Trend Micro says it found the malware hidden in two Google Play Store apps named "BatterySaverMobi" and "Currency Converter," which claimed to provide functions as their names suggest. (Source: arstechnica.com)

Once installed, the apps downloaded malware in the background, then used a fake system update message to trick the user into giving permission to install it. The malware, named "Anubis," then used a combination of keylogging (recording what the user types in) and screenshots to try to capture login details for sensitive accounts and apps such as online banking.

Malware Checked Movement Sensors

While all these techniques are sadly all too familiar, Trend Micro said it uncovered a creative method to hide the malware activity from security software. (Source: trendmicro.com)

The researchers noticed the code for the malware included checking for data from the phone's motion sensors. If it detected signs that the phone was not in motion, it paused all activity until the phone was moving again.

It appears the idea was to get round security tools that use sandboxed emulators to examine suspicious files. That means they simulate the phone's activities to see what happens when a file runs, but don't actually allow the file access to the rest of the phone during the simulation.

Cat and Mouse Game

The malware creators appear to have reasoned most malware scanners operate while the phone isn't moving (assuming that the user is walking). That could be because the user simply has it in their pocket, because they are holding the phone while actively running a scan, or because the scanner runs at night time to avoid disruption. Instead, the new malware waits until the phone is moving, which makes it less likely a scan is running.

It's a reminder that security will always be a cat and mouse game between malware creators and security tools. In this case, the best defense would have been to avoid installing the rogue apps in the first place.
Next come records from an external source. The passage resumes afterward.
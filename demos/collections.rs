//! Standard collections running on a free-list allocator through the
//! `std::alloc::Allocator` adapter.

#![feature(allocator_api)]

use stratalloc::{Adapter, FreeList, PageLedger};

fn main() {
    let alloc = Adapter::new(FreeList::new(PageLedger::new()));

    let mut words = Vec::new_in(&alloc);
    for word in ["allocators", "all", "the", "way", "down"] {
        words.push(word);
    }

    let boxed = Box::new_in(words.len() as u64, &alloc);

    println!("{} ({} words)", words.join(" "), boxed);
}
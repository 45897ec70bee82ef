//! A fixed-capacity, open-addressed hash table of [`VirtualAddressRange`]s
//! laid out *inside* a single provider block. The single-threaded page
//! provider chains these maps to track every outstanding mapping without
//! allocating any memory for itself beyond whole pages:
//!
//! ```text
//! +-----------------+     +-----------------+
//! | next  ----------+---> | next (None)     |
//! | occupied bitset |     | occupied bitset |
//! +-----------------+     +-----------------+
//! | range slot 0    |     | range slot 0    |
//! | range slot 1    |     |      ...        |
//! |      ...        |     +-----------------+
//! +-----------------+
//! ```
//!
//! Keys are range base addresses, hashed by identity modulo the capacity and
//! probed linearly. The subtle part is the removal probe: it must *not* stop
//! at the first empty slot. Ranges are removed constantly, and a hole left by
//! a removal says nothing about keys stored further along the probe sequence,
//! so stopping early produces false negatives. The probe only ends on a match
//! or when it loops back to where it started.

use std::{mem, ptr, ptr::NonNull};

use crate::{platform::PAGE_SIZE, range::VirtualAddressRange, Pointer};

const ENTRY_SIZE: usize = mem::size_of::<VirtualAddressRange>();

/// Upper bound on the entry count, used to size the occupancy bitset before
/// the real capacity (which depends on the bitset size) is known.
const MAX_ENTRIES_ESTIMATE: usize = PAGE_SIZE / ENTRY_SIZE;

const BITSET_WORDS: usize = (MAX_ENTRIES_ESTIMATE + 63) / 64;

const MAP_HEADER_SIZE: usize = mem::size_of::<usize>() + BITSET_WORDS * mem::size_of::<u64>();

/// Number of ranges a single map can hold.
pub(crate) const MAP_CAPACITY: usize = (PAGE_SIZE - MAP_HEADER_SIZE) / ENTRY_SIZE;

/// The table itself. Never constructed as a value: it is laid over a zeroed
/// provider block with [`RangeMap::place`], which is also why the all-zero
/// bit pattern must mean "empty map" (it does: no occupancy bits set, no
/// next pointer, all slots unset).
#[repr(C)]
pub(crate) struct RangeMap {
    next: Pointer<RangeMap>,
    occupied: [u64; BITSET_WORDS],
    table: [VirtualAddressRange; MAP_CAPACITY],
}

const _: () = assert!(mem::size_of::<RangeMap>() <= PAGE_SIZE);

impl RangeMap {
    /// Zeroes `block` and lays an empty map over it.
    ///
    /// # Safety
    ///
    /// `block` must point to [`PAGE_SIZE`] writable bytes exclusively owned
    /// by the caller, aligned to the word size.
    pub unsafe fn place(block: NonNull<u8>) -> NonNull<RangeMap> {
        ptr::write_bytes(block.as_ptr(), 0, PAGE_SIZE);
        block.cast()
    }

    pub fn capacity(&self) -> usize {
        MAP_CAPACITY
    }

    pub fn len(&self) -> usize {
        self.occupied.iter().map(|word| word.count_ones() as usize).sum()
    }

    pub fn is_empty(&self) -> bool {
        self.occupied.iter().all(|word| *word == 0)
    }

    pub fn is_full(&self) -> bool {
        self.len() == self.capacity()
    }

    pub fn next(&self) -> Pointer<RangeMap> {
        self.next
    }

    pub fn set_next(&mut self, next: Pointer<RangeMap>) {
        self.next = next;
    }

    fn bit(&self, index: usize) -> bool {
        self.occupied[index / 64] >> (index % 64) & 1 == 1
    }

    fn set_bit(&mut self, index: usize) {
        self.occupied[index / 64] |= 1 << (index % 64);
    }

    fn clear_bit(&mut self, index: usize) {
        self.occupied[index / 64] &= !(1 << (index % 64));
    }

    fn slot_of(key: usize) -> usize {
        key % MAP_CAPACITY
    }

    /// Stores `range` in the first free slot along its probe sequence.
    /// Returns `false` when the map is full.
    pub fn insert(&mut self, range: VirtualAddressRange) -> bool {
        let start = Self::slot_of(range.address());
        let mut index = start;

        if self.bit(index) {
            loop {
                index = (index + 1) % MAP_CAPACITY;
                if index == start {
                    return false;
                }
                if !self.bit(index) {
                    break;
                }
            }
        }

        self.table[index] = range;
        self.set_bit(index);

        true
    }

    /// Removes and returns the range whose base address is `address`, or
    /// `None` if the map doesn't hold it. See the module docs for why this
    /// probe only stops on a full loop.
    pub fn take(&mut self, address: usize) -> Option<VirtualAddressRange> {
        let start = Self::slot_of(address);
        let mut index = start;

        loop {
            if self.bit(index) && self.table[index].address() == address {
                self.clear_bit(index);
                return Some(self.table[index]);
            }

            index = (index + 1) % MAP_CAPACITY;
            if index == start {
                return None;
            }
        }
    }

    /// All ranges currently stored, in slot order. Used to drain outstanding
    /// mappings when the owning provider is dropped.
    pub fn ranges(&self) -> impl Iterator<Item = VirtualAddressRange> + '_ {
        (0..MAP_CAPACITY)
            .filter(|&index| self.bit(index))
            .map(|index| self.table[index])
    }
}
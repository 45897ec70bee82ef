//! The single-threaded page provider. Where [`crate::PagePool`] pre-reserves
//! everything up front, a [`PageLedger`] maps pages straight from the OS on
//! every request and keeps a record of what is outstanding in a chain of
//! [`RangeMap`]s, each of which occupies one page of its own:
//!
//! ```text
//!  head
//!   |      +----------+      +----------+
//!   +----> | RangeMap | ---> | RangeMap | ---> None
//!          +----------+      +----------+
//!            tracked           tracked
//!            ranges            ranges
//! ```
//!
//! When the head map fills up, the ledger maps one more page, lays a fresh
//! map over it and chains the old head behind it. Releases walk the chain
//! and remove the range by its base address; a pointer no map knows about
//! was never provided by this ledger.

use std::{cell::Cell, ptr::NonNull};

use log::{error, trace};

use crate::{
    error::{Error, Result},
    map::RangeMap,
    platform::{self, PAGE_SIZE},
    range::{VirtualAddressRange, MAX_PAGE_COUNT},
    traits::Provider,
    Pointer,
};

/// Single-threaded provider of page-aligned blocks, mapped on demand and
/// tracked in embedded maps. Supports multi-page contiguous ranges, unlike
/// the concurrent pool.
///
/// Not `Sync`: all bookkeeping lives in [`Cell`]s and every call assumes
/// exclusive access for its duration.
///
/// # Examples
///
/// ```
/// use stratalloc::{PageLedger, Provider};
///
/// let ledger = PageLedger::new();
///
/// let block = ledger.provide(1).unwrap();
/// unsafe {
///     block.as_ptr().write(7);
///     ledger.release(block).unwrap();
/// }
/// ```
pub struct PageLedger {
    head: Cell<Pointer<RangeMap>>,
}

impl PageLedger {
    pub const fn new() -> Self {
        Self {
            head: Cell::new(None),
        }
    }

    /// Guarantees the head map has a free slot, chaining a freshly mapped
    /// map block in front if necessary.
    fn ensure_headroom(&self) -> Result<()> {
        if let Some(head) = self.head.get() {
            if !unsafe { head.as_ref() }.is_full() {
                return Ok(());
            }
        }

        let range = platform::fetch_pages(1).map_err(Error::from)?;
        let mut map = unsafe { RangeMap::place(range.base_unchecked()) };
        unsafe { map.as_mut() }.set_next(self.head.get());
        self.head.set(Some(map));

        trace!("ledger chained a new map block");
        Ok(())
    }
}

impl Provider for PageLedger {
    fn provide(&self, count: usize) -> Result<NonNull<u8>> {
        if count == 0 || count > MAX_PAGE_COUNT {
            return Err(Error::InvalidInput);
        }

        self.ensure_headroom()?;

        let range = platform::fetch_pages(count).map_err(Error::from)?;

        let Some(mut head) = self.head.get() else {
            return Err(Error::Internal);
        };
        if !unsafe { head.as_mut() }.insert(range) {
            // ensure_headroom just made room, a full head here is a bug.
            return Err(Error::Internal);
        }

        Ok(unsafe { range.base_unchecked() })
    }

    unsafe fn release(&self, ptr: NonNull<u8>) -> Result<()> {
        let address = ptr.as_ptr() as usize;

        let mut current = self.head.get();
        while let Some(mut map) = current {
            if let Some(range) = map.as_mut().take(address) {
                return platform::return_pages(range).map_err(|failure| {
                    error!("ledger failed to return pages: {failure}");
                    Error::from(failure)
                });
            }

            current = map.as_ref().next();
        }

        Err(Error::InvalidInput)
    }

    fn block_size(&self) -> usize {
        PAGE_SIZE
    }
}

impl Default for PageLedger {
    fn default() -> Self {
        Self::new()
    }
}

/// Dropping the ledger returns every outstanding range to the OS, then the
/// map blocks themselves.
impl Drop for PageLedger {
    fn drop(&mut self) {
        let mut current = self.head.get();

        while let Some(map) = current {
            unsafe {
                if !map.as_ref().is_empty() {
                    trace!("ledger draining {} outstanding ranges", map.as_ref().len());
                }
                for range in map.as_ref().ranges() {
                    if let Err(failure) = platform::return_pages(range) {
                        error!("ledger failed to drain a range: {failure}");
                    }
                }

                current = map.as_ref().next();

                let map_block = VirtualAddressRange::new(map.cast::<u8>(), 1);
                if let Err(failure) = platform::return_pages(map_block) {
                    error!("ledger failed to unmap a map block: {failure}");
                }
            }
        }
    }
}

#[cfg(test)]
mod tests {
    use super::*;
    use crate::map::MAP_CAPACITY;

    #[test]
    fn block_size_is_the_page_size() {
        let ledger = PageLedger::new();
        assert_eq!(ledger.block_size(), PAGE_SIZE);
    }

    #[test]
    fn rejects_malformed_counts() {
        let ledger = PageLedger::new();

        assert_eq!(ledger.provide(0), Err(Error::InvalidInput));
        assert_eq!(ledger.provide(MAX_PAGE_COUNT + 1), Err(Error::InvalidInput));
    }

    #[test]
    fn provide_and_release_round_trips() {
        let ledger = PageLedger::new();

        let block = ledger.provide(1).unwrap();
        assert_eq!(block.as_ptr() as usize % PAGE_SIZE, 0);

        unsafe {
            block.as_ptr().write(0xEE);
            assert_eq!(block.as_ptr().read(), 0xEE);
            ledger.release(block).unwrap();
        }
    }

    #[test]
    fn multi_page_ranges_are_tracked_as_one_unit() {
        let ledger = PageLedger::new();

        let block = ledger.provide(3).unwrap();
        unsafe {
            // Writable across all three pages.
            block.as_ptr().write(1);
            block.as_ptr().add(3 * PAGE_SIZE - 1).write(2);

            ledger.release(block).unwrap();
        }
    }

    #[test]
    fn unknown_pointers_are_rejected() {
        let ledger = PageLedger::new();
        let _block = ledger.provide(1).unwrap();

        let mut local = 0u8;
        unsafe {
            let foreign = NonNull::new(&mut local as *mut u8).unwrap();
            assert_eq!(ledger.release(foreign), Err(Error::InvalidInput));
        }
    }

    #[test]
    fn released_pointers_are_forgotten() {
        let ledger = PageLedger::new();
        let block = ledger.provide(1).unwrap();

        unsafe {
            ledger.release(block).unwrap();
            assert_eq!(ledger.release(block), Err(Error::InvalidInput));
        }
    }

    /// Overflow the head map so the ledger has to chain a second one, then
    /// release everything through the chain.
    #[test]
    fn chains_maps_beyond_one_block_of_bookkeeping() {
        let ledger = PageLedger::new();
        let count = if cfg!(miri) { 8 } else { MAP_CAPACITY + 10 };

        let blocks: Vec<_> = (0..count).map(|_| ledger.provide(1).unwrap()).collect();

        for block in blocks {
            unsafe { ledger.release(block).unwrap() };
        }
    }

    /// The drop impl drains outstanding ranges; under Miri this is what
    /// proves nothing leaks when callers forget to release.
    #[test]
    fn drop_returns_outstanding_ranges() {
        let ledger = PageLedger::new();

        for _ in 0..5 {
            ledger.provide(1).unwrap();
        }

        drop(ledger);
    }
}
That's easier said than done, of course, but one good tip is to be wary of apps from unfamiliar developers. Another is to check through reviews carefully: the apps in this case had high ratings but the reviews had some grammatical errors which suggest they were fake or automatically generated.

What's Your Opinion?

Are you surprised malware creators are so creative? How do you vet apps before installing them? Is it safest to avoid getting apps from unknown developers at all?